Saffy raised the mirror for another look. She moaned. “This is a nightmare! I went to bed with clear skin and this morning, I wake up looking like Bill Bloody Clinton!”

“Could you maybe put some concealer on it?” Amanda said, still frowning and looking at the pimple sideways just in case it decided to leap off Saffy’s nose and attach itself to her face.

“I’ve already put an entire stick on it, but the shade is too light!” Saffy sniffed. “And it really hurts!”

“Have you tried, uhm, you know, popping it?” I said, leaning back.

“Are you mad?” Amanda snapped. “That’s a blind pimple. It won’t have a head! If you squeeze it, it will just built up pressure inside and make it grow bigger and more painful!”

Saffy squealed and promptly burst into tears.

As I later posted on Facebook, since when did pimples have categories? And leave it to Amanda to know them on a first name basis.

Saffy called in sick at work and refused to leave the flat. She disabled the FaceTime function on her iPhone and ignored all her Skype calls. “I simply cannot be seen!” she told Sharyn piteously on the phone.

“Aiyah, only a pimple, what! Why you so gun-zheong?” Sharyn said.

“Sharyn, this is no ordinary pimple! It’s a blind pimple!” Saffy said with grim pride.

“Hah? Where got such thing, one?”

Every other minute, Saffy would inspect her nose at close range by the light of the window, hoping that by some miracle, it had gotten smaller in the last two minutes. But this one refused to budge even though Saffy threw everything in her considerable arsenal of topical acne creams at it. And when that didn’t work, she sent Amanda off to a dermatologist with a fake acne problem.

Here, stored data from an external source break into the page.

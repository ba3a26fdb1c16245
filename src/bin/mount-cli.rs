use std::path::PathBuf;

use clap::{Parser, Subcommand};
use reqwest::header::{HeaderMap, HeaderValue, AUTHORIZATION};
use serde_json::Value;

use mount_gateway::config::load_or_default;
use mount_gateway::routing::{MountResolver, MountTable};

#[derive(Parser)]
#[command(name = "mount-cli")]
#[command(about = "Inspect and query mount-gateway", long_about = None)]
struct Cli {
    /// Admin API base URL
    #[arg(short, long, default_value = "http://localhost:8081")]
    url: String,

    #[arg(short, long, default_value = "CHANGE_ME_IN_PRODUCTION")]
    key: String,

    #[command(subcommand)]
    command: Commands,
}

#[derive(Subcommand)]
enum Commands {
    /// Resolve a path offline against a config file
    Resolve {
        path: String,
        #[arg(short, long)]
        tenant: Option<String>,
        #[arg(short, long)]
        config: Option<PathBuf>,
    },
    /// Print the mount table of a config file
    Mounts {
        #[arg(short, long)]
        config: Option<PathBuf>,
    },
    /// Check a running gateway's status
    Status,
    /// List the mounts of a running gateway
    RemoteMounts,
}

#[tokio::main]
async fn main() -> Result<(), Box<dyn std::error::Error>> {
    let cli = Cli::parse();

    match cli.command {
        Commands::Resolve { path, tenant, config } => {
            let resolver = offline_resolver(config)?;
            let ctx = resolver.resolve(&path, tenant.as_deref());
            println!("{}", serde_json::to_string_pretty(&ctx)?);
            if ctx.has_extra_path_segments {
                eprintln!("Warning: path has more segments than its mount allows");
            }
        }
        Commands::Mounts { config } => {
            let resolver = offline_resolver(config)?;
            let table = resolver.table();
            let summary = serde_json::json!({
                "prefix": table.mount_prefix(),
                "parametric": table.has_parametric_mounts(),
                "mounts": table.info(),
            });
            println!("{}", serde_json::to_string_pretty(&summary)?);
        }
        Commands::Status => {
            let res = admin_get(&cli.url, &cli.key, "/admin/status").await?;
            print_response(res).await?;
        }
        Commands::RemoteMounts => {
            let res = admin_get(&cli.url, &cli.key, "/admin/mounts").await?;
            print_response(res).await?;
        }
    }

    Ok(())
}

fn offline_resolver(config: Option<PathBuf>) -> Result<MountResolver, Box<dyn std::error::Error>> {
    let config = load_or_default(config.as_deref())?;
    Ok(MountResolver::new(MountTable::from_config(&config.mounts)?))
}

async fn admin_get(
    url: &str,
    key: &str,
    path: &str,
) -> Result<reqwest::Response, Box<dyn std::error::Error>> {
    let mut headers = HeaderMap::new();
    headers.insert(AUTHORIZATION, HeaderValue::from_str(&format!("Bearer {}", key))?);

    let res = reqwest::Client::new()
        .get(format!("{}{}", url.trim_end_matches('/'), path))
        .headers(headers)
        .send()
        .await?;
    Ok(res)
}

async fn print_response(res: reqwest::Response) -> Result<(), Box<dyn std::error::Error>> {
    let status = res.status();
    if !status.is_success() {
        eprintln!("Error: Admin API returned status {}", status);
        if let Ok(text) = res.text().await {
            eprintln!("Response: {}", text);
        }
        return Ok(());
    }

    let json: Value = res.json().await?;
    println!("{}", serde_json::to_string_pretty(&json)?);
    Ok(())
}
//! Configuration management subsystem.
//!
//! # Data Flow
//! ```text
//! config file (TOML)
//!     → loader.rs (parse & deserialize)
//!     → validation.rs (semantic checks, mount compilation)
//!     → GatewayConfig (validated, immutable)
//!     → MountTable built once and shared via Arc
//! ```
//!
//! # Design Decisions
//! - Config is immutable once loaded; the mount table never changes at runtime
//! - All fields have defaults to allow minimal configs
//! - Validation separates syntactic (serde) from semantic checks

pub mod loader;
pub mod schema;
pub mod validation;

pub use loader::{load_config, load_or_default, parse_config, ConfigError};
pub use schema::{
    AdminConfig, GatewayConfig, ListenerConfig, MountConfig, ObservabilityConfig, TenancyConfig,
    TimeoutConfig,
};
pub use validation::{validate_config, ValidationError};
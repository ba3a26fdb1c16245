//! Resolution scenarios for common mount layouts, through the public API.

use mount_gateway::config::parse_config;
use mount_gateway::routing::{MountResolver, MountTable};

fn resolver(config: &str) -> MountResolver {
    let config = parse_config(config).expect("valid config");
    MountResolver::new(MountTable::from_config(&config.mounts).unwrap())
}

#[test]
fn test_multi_tenant_static_prefixes() {
    let r = resolver(
        r#"
        [[mounts]]
        what = "acme_db"
        where = "/acme"

        [[mounts]]
        what = "widgets_db"
        where = "/widgets"

        [[mounts]]
        what = "shared"
        where = "/shared"
        "#,
    );

    assert_eq!(r.resolve_path("/acme/data").database.as_deref(), Some("acme_db"));
    assert_eq!(r.resolve_path("/widgets/items").database.as_deref(), Some("widgets_db"));
    assert_eq!(r.resolve_path("/shared/config").database.as_deref(), Some("shared"));
}

#[test]
fn test_api_versioning() {
    let r = resolver(
        r#"
        [[mounts]]
        what = "api_v1"
        where = "/api/v1"

        [[mounts]]
        what = "api_v2"
        where = "/api/v2"
        "#,
    );

    let v2 = r.resolve_path("/api/v2/data");
    assert_eq!(v2.database.as_deref(), Some("api_v2"));
    assert_eq!(v2.collection.as_deref(), Some("data"));
    assert_eq!(v2.canonical_resource_path, "/api_v2/data");

    // Unmounted version falls through to the path itself.
    let v3 = r.resolve_path("/api/v3/data");
    assert_eq!(v3.database.as_deref(), Some("api"));
    assert_eq!(v3.collection.as_deref(), Some("v3"));
}

#[test]
fn test_dev_prod_separation() {
    let r = resolver(
        r#"
        [[mounts]]
        what = "*"
        where = "/dev"

        [[mounts]]
        what = "production"
        where = "/prod"
        "#,
    );

    let dev = r.resolve_path("/dev/testdb/coll");
    assert_eq!(dev.database.as_deref(), Some("testdb"));
    assert_eq!(dev.canonical_resource_path, "/testdb/coll");

    let prod = r.resolve_path("/prod/data");
    assert_eq!(prod.database.as_deref(), Some("production"));
    assert!(!prod.can_delete_database);
    assert!(!prod.can_create_sibling_database);
}

#[test]
fn test_similar_prefix_does_not_match() {
    let r = resolver(
        r#"
        [[mounts]]
        what = "db"
        where = "/api"
        "#,
    );

    let ctx = r.resolve_path("/apiv2/data");
    assert_eq!(ctx.database.as_deref(), Some("apiv2"));
    assert_eq!(ctx.collection.as_deref(), Some("data"));
}

#[test]
fn test_nested_prefix() {
    let r = resolver(
        r#"
        [[mounts]]
        what = "db"
        where = "/api/v1/data"
        "#,
    );

    let ctx = r.resolve_path("/api/v1/data/mydb");
    assert_eq!(ctx.database.as_deref(), Some("db"));
    assert_eq!(ctx.collection.as_deref(), Some("mydb"));
    assert!(ctx.can_delete_collection);
}

#[test]
fn test_trailing_slash_and_depth() {
    let r = resolver(
        r#"
        [[mounts]]
        what = "*"
        where = "/"
        "#,
    );

    let ctx = r.resolve_path("/mydb/coll/");
    assert_eq!(ctx.database.as_deref(), Some("mydb"));
    assert_eq!(ctx.collection.as_deref(), Some("coll"));
    assert!(!ctx.has_extra_path_segments);

    assert!(r.resolve_path("/mydb/coll/doc/extra").has_extra_path_segments);
}

#[test]
fn test_tenant_prefixed_database() {
    let r = resolver(
        r#"
        [tenancy]
        enabled = true

        [[mounts]]
        what = "/{host[0]}_data/{*}"
        where = "/{host[0]}"
        "#,
    );

    let acme = r.resolve("/acme/orders", Some("acme"));
    assert_eq!(acme.database.as_deref(), Some("acme_data"));
    assert_eq!(acme.collection.as_deref(), Some("orders"));
    assert!(acme.has_parametric_mounts);

    // Invalid tenant ids are never substituted.
    let bad = r.resolve("/acme/orders", Some("-acme"));
    assert_eq!(bad.database.as_deref(), Some("acme"));
    assert_eq!(bad.collection.as_deref(), Some("orders"));
}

“Make sure he gives you super strong antibiotics!” she said, shoving Amanda out the door.

“Saffy, he’s not going to believe I have acne!” Amanda protested as she scrabbled to get a firm grip on the edge of the door. “My skin is flawless and I’m not just saying that. It is! You’ve seen how much birds nest I drink!”

Finally, this morning, four days after it first appeared, Saffy announced that she detected the faintest hint of a white head. “The end is near!” she said with deep satisfaction as she turned her head in the mirror for a better angle.

She sat down at the dining table with a big bowl of hot water and draped a towel over her head. “I’m going to steam this bugger wide open!” she said, her voice somewhat muffled.

“But don’t do it too long!” Amanda said. “You don’t want to burst the fragile blood vessels in your face.”

Saffy later said that if Amanda ever got sacked as a lawyer, she’d have a great second career as a cosmetician. By then, Saffy had successfully burst the pimple in what she says was a spectacular dermatological explosion. “It was like a scene from ‘Alien’! God, it felt good!” she crowed. “I wonder if giving birth is like that! What! Don’t look at me like that! You know what I mean!”